Which turned out to be the Reduction Agents, Milne's vehicle for dazzling wall-of-sound pop. They kicked off with the supremely upbeat '80s Celebration', which you may know from the Eagle vs. Shark soundtrack, and forged on into a set marked by infectious melodic inspiration and whole new heights of shambling. There were conversations with the sound engineer about foldback and spontaneous onstage hugs. Shit occasionally broke.

"You need a roadie!" chirped someone in the crowd.

"We need a lot of things," Milne shot back.

The set culminated with the anthemic 'Waiting for Your Love'. Several young women in the audience wrestled down a microphone and bawled the chorus into it. Two of them got on stage and danced.
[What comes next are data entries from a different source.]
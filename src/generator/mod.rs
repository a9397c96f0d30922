//! Script generation for one materialized table.
//!
//! [`render_table`] is pure with respect to the registry: it reads the table
//! and, for loader chains, its ancestors, and returns everything it rendered
//! in a [`TableOutput`]. Per-table counters live on the stack of one call.

pub mod ddl;
pub mod format;
pub mod history;
pub mod loader;
pub mod package;
pub mod session;

pub use ddl::KeyKind;
pub use package::{PackageAccumulator, PackageBuild, PackageKind, Procedure};
pub use session::{RenderSession, TableOutput};

use crate::config::GeneratorConfig;
use crate::model::{IndexKind, Table, TableRegistry};
use format::Counter;

/// Render every artifact of `table`, in the fixed per-table order.
pub fn render_table(
    position: usize,
    table: &Table,
    registry: &TableRegistry,
    config: &GeneratorConfig,
) -> TableOutput {
    log::info!("Processing table {}...", table.qualified_name());
    let mut out = TableOutput::new(position, &table.schema, &table.name);
    let mut index_count = Counter::default();
    let mut fk_count = Counter::default();
    let mut check_count = Counter::default();

    if table.needs_history && !table.is_history {
        log::info!("History triggers requested for {}", table.name);
        let columns: Vec<_> = table.declared_columns().collect();
        if config.history.use_procedures {
            let (call, procedure) = history::history_procedure(table, &columns, config);
            out.artifacts
                .extend(history::history_triggers(table, &columns, Some(call.as_str()), config));
            out.history_procedures.push(procedure);
        } else {
            out.artifacts
                .extend(history::history_triggers(table, &columns, None, config));
        }
    }

    if table.needs_audit && !table.is_history {
        out.artifacts.push(ddl::audit_trigger(table));
    }

    if let Some(comment) = &table.comment {
        out.comments.push(ddl::table_comment(table, comment));
    }

    if table.has_compound_primary_key() {
        log::debug!("Table {} has a compound primary key", table.name);
        out.artifacts.extend(ddl::index_artifacts(
            table,
            table.primary_key_fields(),
            KeyKind::Primary,
            1,
            true,
        ));
    }

    if table.has_compound_index() {
        log::debug!("Table {} has one or more compound indexes", table.name);
        for cluster in table.compound_indexes() {
            let kind = if cluster.is_unique() {
                KeyKind::Unique
            } else {
                KeyKind::Plain
            };
            out.artifacts.extend(ddl::index_artifacts(
                table,
                &cluster.members,
                kind,
                index_count.next_value(),
                true,
            ));
        }
    }

    let columns = table.ordered_columns(config.sorting.columns_nullable);
    out.artifacts.push(ddl::table_script(
        table,
        &columns,
        config.formatting.table_min_spacing,
    ));

    for col in table.columns() {
        log::debug!("Writing scripts for {}.{}", table.name, col.name);
        let clustered = table.is_field_in_compound_index(&col.name);
        if col.primary_key && !table.has_compound_primary_key() && !clustered {
            if col.index == IndexKind::Plain {
                log::debug!(
                    "{}.{} is a primary key; non-unique index request raised to unique",
                    table.name,
                    col.name
                );
            }
            out.artifacts.extend(ddl::index_artifacts(
                table,
                std::slice::from_ref(&col.name),
                KeyKind::Primary,
                1,
                false,
            ));
        } else if col.is_indexed() && !clustered {
            if col.primary_key {
                log::debug!(
                    "{}.{} is part of the compound primary key and also gets its own index",
                    table.name,
                    col.name
                );
            }
            let kind = match col.index {
                IndexKind::Unique => KeyKind::Unique,
                _ => KeyKind::Plain,
            };
            log::debug!("{}.{} is indexed ({})", table.name, col.name, kind.code());
            out.artifacts.extend(ddl::index_artifacts(
                table,
                std::slice::from_ref(&col.name),
                kind,
                index_count.next_value(),
                false,
            ));
        }

        if col.sequence.is_sequenced() {
            log::debug!(
                "{}.{} has an assigned sequence; trigger-fired = {}",
                table.name,
                col.name,
                col.triggered
            );
            out.artifacts.extend(ddl::sequence_artifacts(table, col));
        }

        if col.foreign_key.is_some() {
            if let Some(fk) = ddl::fk_constraint(table, col, fk_count.next_value()) {
                out.artifacts.push(fk);
            }
        }

        if col.check.is_some() {
            if let Some(check) = ddl::check_constraint(table, col, check_count.next_value()) {
                out.artifacts.push(check);
            }
        }

        if let Some(comment) = &col.comment {
            out.comments
                .push(ddl::column_comment(table, &col.name, comment));
        }
    }

    if config.loader.enable && table.needs_loader && !table.is_history {
        out.loader_procedures = loader::loader_procedures(table, registry, config);
    }

    out
}
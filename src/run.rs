//! Run orchestration: outline in, scripts out.
//!
//! Phase one materializes the registry (history tables, audit columns,
//! loader parents). Phase two renders tables on the worker pool; results
//! are merged into a [`RenderSession`] in registry order before packages are
//! compiled and the run-wide files are flushed.

use crate::build_script::write_build_script;
use crate::clean::write_clean_script;
use crate::config::GeneratorConfig;
use crate::error::Result;
use crate::generator::{PackageKind, RenderSession};
use crate::ingest::{load_grants_file, load_schema_file, GrantRow, SchemaRow};
use crate::model::TableRegistry;
use crate::pool::render_tables;
use crate::sink::{ArtifactSink, DirectorySink};
use std::path::Path;

/// What a run produced
#[derive(Debug, Clone, Default, PartialEq, Eq)]
pub struct RunSummary {
    /// Tables rendered, history tables included
    pub tables: usize,
    pub artifacts: usize,
    pub history_schemas: Vec<String>,
    pub loader_schemas: Vec<String>,
}

#[derive(Debug, Clone)]
pub struct Generator {
    config: GeneratorConfig,
    wipe_output: bool,
}

impl Generator {
    pub fn new(config: GeneratorConfig) -> Self {
        Self {
            config,
            wipe_output: true,
        }
    }

    /// Keep files already in the output directory instead of clearing it first.
    pub fn keep_output(mut self) -> Self {
        self.wipe_output = false;
        self
    }

    pub fn config(&self) -> &GeneratorConfig {
        &self.config
    }

    /// Read the configured outlines and write every script below the output directory.
    pub fn run(&self) -> Result<RunSummary> {
        let files = &self.config.files;
        let rows = load_schema_file(Path::new(&files.schema_file))?;
        let grants = load_grants_file(Path::new(&files.grants_file))?;

        let mut sink = DirectorySink::open(&files.output_directory, self.wipe_output)?;
        let summary = self.generate(&rows, &grants, &mut sink)?;

        write_build_script(sink.root(), &files.build_file)?;
        if self.config.clean_script {
            write_clean_script(sink.root(), &files.clean_file)?;
        }
        log::info!(
            "Wrote {} script(s) for {} table(s) to {}",
            summary.artifacts,
            summary.tables,
            sink.root().display()
        );
        Ok(summary)
    }

    /// Both phases over already-loaded rows, handing every artifact to `sink`.
    pub fn generate<S: ArtifactSink>(
        &self,
        rows: &[SchemaRow],
        grants: &[GrantRow],
        sink: &mut S,
    ) -> Result<RunSummary> {
        let mut registry = TableRegistry::from_rows(rows, &self.config.lob_defaults);
        registry.materialize();

        let outputs = render_tables(&registry, &self.config, self.config.effective_workers())?;
        let mut session = RenderSession::new();
        for output in outputs {
            session.absorb(output);
        }
        for grant in grants {
            session.add_grant(grant);
        }

        let history = session.compile_history_package();
        let loader = session.compile_loader_package();
        session.add_package_grants(PackageKind::History, &history.schemas);
        session.add_package_grants(PackageKind::Loader, &loader.schemas);

        let mut artifacts = session.take_artifacts();
        artifacts.extend(history.artifacts);
        artifacts.extend(loader.artifacts);
        artifacts.extend(session.flush_comments());
        artifacts.extend(session.flush_grants());

        for artifact in &artifacts {
            sink.write(artifact)?;
        }

        Ok(RunSummary {
            tables: registry.len(),
            artifacts: artifacts.len(),
            history_schemas: history.schemas,
            loader_schemas: loader.schemas,
        })
    }
}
The bass-player -- a card-carrying freak who probably works for the Freak Foundation as a day job -- finally fell over. Andy and I laughed ourselves silly. Just when it seemed to have irrevocably fallen apart, Milne gathered the threads and led an a capella coda of the song's refrain, the crowd joining in. The man's a genius.

With work to do in the morning, I made the prudent decision to leave at 1am, which meant missing Milne's Paul McCartney tribute band, Disciples of Macca (no, I am not making this up). But I'm confident life was affirmed and a good time was had by all.